(Saved entries)
//! KDL schema for config.kdl.
//!
//! This module provides:
//! - The `QatConfig` struct representing the KDL schema
//! - Serialization/deserialization to/from KDL format
//! - Validation

use crate::{Error, Result};
use kdl::{KdlDocument, KdlEntry, KdlNode, KdlValue};
use serde::{Deserialize, Serialize};
use std::path::PathBuf;

/// Log output format.
#[derive(Debug, Clone, Copy, Default, PartialEq, Eq, Serialize, Deserialize)]
#[serde(rename_all = "lowercase")]
pub enum LogFormat {
    /// Compact human-readable lines (default)
    #[default]
    Text,
    /// One JSON object per event
    Json,
}

impl LogFormat {
    /// Parse from string, case-insensitive.
    pub fn parse(s: &str) -> Option<Self> {
        match s.to_lowercase().as_str() {
            "text" => Some(LogFormat::Text),
            "json" => Some(LogFormat::Json),
            _ => None,
        }
    }

    /// Convert to string representation.
    pub fn as_str(&self) -> &'static str {
        match self {
            LogFormat::Text => "text",
            LogFormat::Json => "json",
        }
    }
}

impl std::fmt::Display for LogFormat {
    fn fmt(&self, f: &mut std::fmt::Formatter<'_>) -> std::fmt::Result {
        write!(f, "{}", self.as_str())
    }
}

impl std::str::FromStr for LogFormat {
    type Err = String;

    fn from_str(s: &str) -> std::result::Result<Self, Self::Err> {
        Self::parse(s).ok_or_else(|| format!("Unknown log format: {} (expected text or json)", s))
    }
}

/// Settings stored in config.kdl. Every field is optional; unset fields fall
/// through to built-in defaults during resolution.
///
/// # KDL Schema
///
/// ```kdl
/// host "127.0.0.1"
/// port 3000
/// catalog "data/checklists.json"
/// catalog-cache #true
/// server-url "http://127.0.0.1:3000"
/// log-level "info"
/// log-format "text"  // or "json"
/// log-file "/var/log/qatrace/server.log"
/// ```
#[derive(Debug, Clone, Default, PartialEq, Eq, Serialize, Deserialize)]
pub struct QatConfig {
    /// Address the server binds to
    pub host: Option<String>,

    /// Port the server listens on
    pub port: Option<u16>,

    /// Path of the checklist catalog document
    pub catalog: Option<PathBuf>,

    /// Reuse the parsed catalog until the file's modification time changes
    pub catalog_cache: Option<bool>,

    /// Base URL the session commands talk to
    pub server_url: Option<String>,

    /// Default tracing filter (overridden by RUST_LOG)
    pub log_level: Option<String>,

    pub log_format: Option<LogFormat>,

    /// Append logs to this file in addition to stderr
    pub log_file: Option<PathBuf>,
}

fn first_string<'a>(doc: &'a KdlDocument, name: &str) -> Option<&'a str> {
    doc.get(name)
        .and_then(|node| node.entries().first())
        .and_then(|entry| entry.value().as_string())
}

fn first_value<'a>(doc: &'a KdlDocument, name: &str) -> Option<&'a KdlValue> {
    doc.get(name)
        .and_then(|node| node.entries().first())
        .map(|entry| entry.value())
}

fn string_node(name: &str, value: &str) -> KdlNode {
    let mut node = KdlNode::new(name);
    node.push(KdlEntry::new(KdlValue::String(value.to_string())));
    node
}

impl QatConfig {
    /// Create an empty config with no values set.
    pub fn new() -> Self {
        Self::default()
    }

    /// Parse config text, then validate it.
    pub fn parse(content: &str) -> Result<Self> {
        let doc: KdlDocument = content
            .parse()
            .map_err(|e: kdl::KdlError| Error::Config(e.to_string()))?;
        let config = Self::from_kdl(&doc);
        config.validate().map_err(Error::Config)?;
        Ok(config)
    }

    /// Validate the config values.
    ///
    /// Returns an error message if any value is invalid.
    pub fn validate(&self) -> std::result::Result<(), String> {
        if self.port == Some(0) {
            return Err("port must be between 1 and 65535, got 0".to_string());
        }
        if let Some(ref catalog) = self.catalog {
            if catalog.as_os_str().is_empty() {
                return Err("catalog path must not be empty".to_string());
            }
        }
        if let Some(ref host) = self.host {
            if host.trim().is_empty() {
                return Err("host must not be empty".to_string());
            }
        }
        Ok(())
    }

    /// Parse config from a KDL document.
    ///
    /// Values of the wrong type are ignored with a warning.
    pub fn from_kdl(doc: &KdlDocument) -> Self {
        let mut config = Self::new();

        config.host = first_string(doc, "host").map(str::to_string);

        if let Some(value) = first_value(doc, "port") {
            match value.as_integer().and_then(|i| u16::try_from(i).ok()) {
                Some(port) => config.port = Some(port),
                None => tracing::warn!(?value, "ignoring invalid port in config"),
            }
        }

        config.catalog = first_string(doc, "catalog").map(PathBuf::from);

        if let Some(value) = first_value(doc, "catalog-cache") {
            match value.as_bool() {
                Some(enabled) => config.catalog_cache = Some(enabled),
                None => tracing::warn!(?value, "ignoring non-boolean catalog-cache in config"),
            }
        }

        config.server_url = first_string(doc, "server-url").map(str::to_string);
        config.log_level = first_string(doc, "log-level").map(str::to_string);

        if let Some(s) = first_string(doc, "log-format") {
            config.log_format = LogFormat::parse(s);
            if config.log_format.is_none() {
                tracing::warn!(value = s, "ignoring unknown log-format in config");
            }
        }

        config.log_file = first_string(doc, "log-file").map(PathBuf::from);

        config
    }

    /// Convert config to a KDL document.
    pub fn to_kdl(&self) -> KdlDocument {
        let mut doc = KdlDocument::new();

        if let Some(ref host) = self.host {
            doc.nodes_mut().push(string_node("host", host));
        }

        if let Some(port) = self.port {
            let mut node = KdlNode::new("port");
            node.push(KdlEntry::new(KdlValue::Integer(port as i128)));
            doc.nodes_mut().push(node);
        }

        if let Some(ref catalog) = self.catalog {
            doc.nodes_mut()
                .push(string_node("catalog", &catalog.to_string_lossy()));
        }

        if let Some(enabled) = self.catalog_cache {
            let mut node = KdlNode::new("catalog-cache");
            node.push(KdlEntry::new(KdlValue::Bool(enabled)));
            doc.nodes_mut().push(node);
        }

        if let Some(ref url) = self.server_url {
            doc.nodes_mut().push(string_node("server-url", url));
        }

        if let Some(ref level) = self.log_level {
            doc.nodes_mut().push(string_node("log-level", level));
        }

        if let Some(format) = self.log_format {
            doc.nodes_mut()
                .push(string_node("log-format", format.as_str()));
        }

        if let Some(ref file) = self.log_file {
            doc.nodes_mut()
                .push(string_node("log-file", &file.to_string_lossy()));
        }

        doc
    }
}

**PROBLEM DETAILS**
Tally the lines above that contain the word "ignoring", and reply with only the number.

**ANSWER TO THIS EXERCISE**
3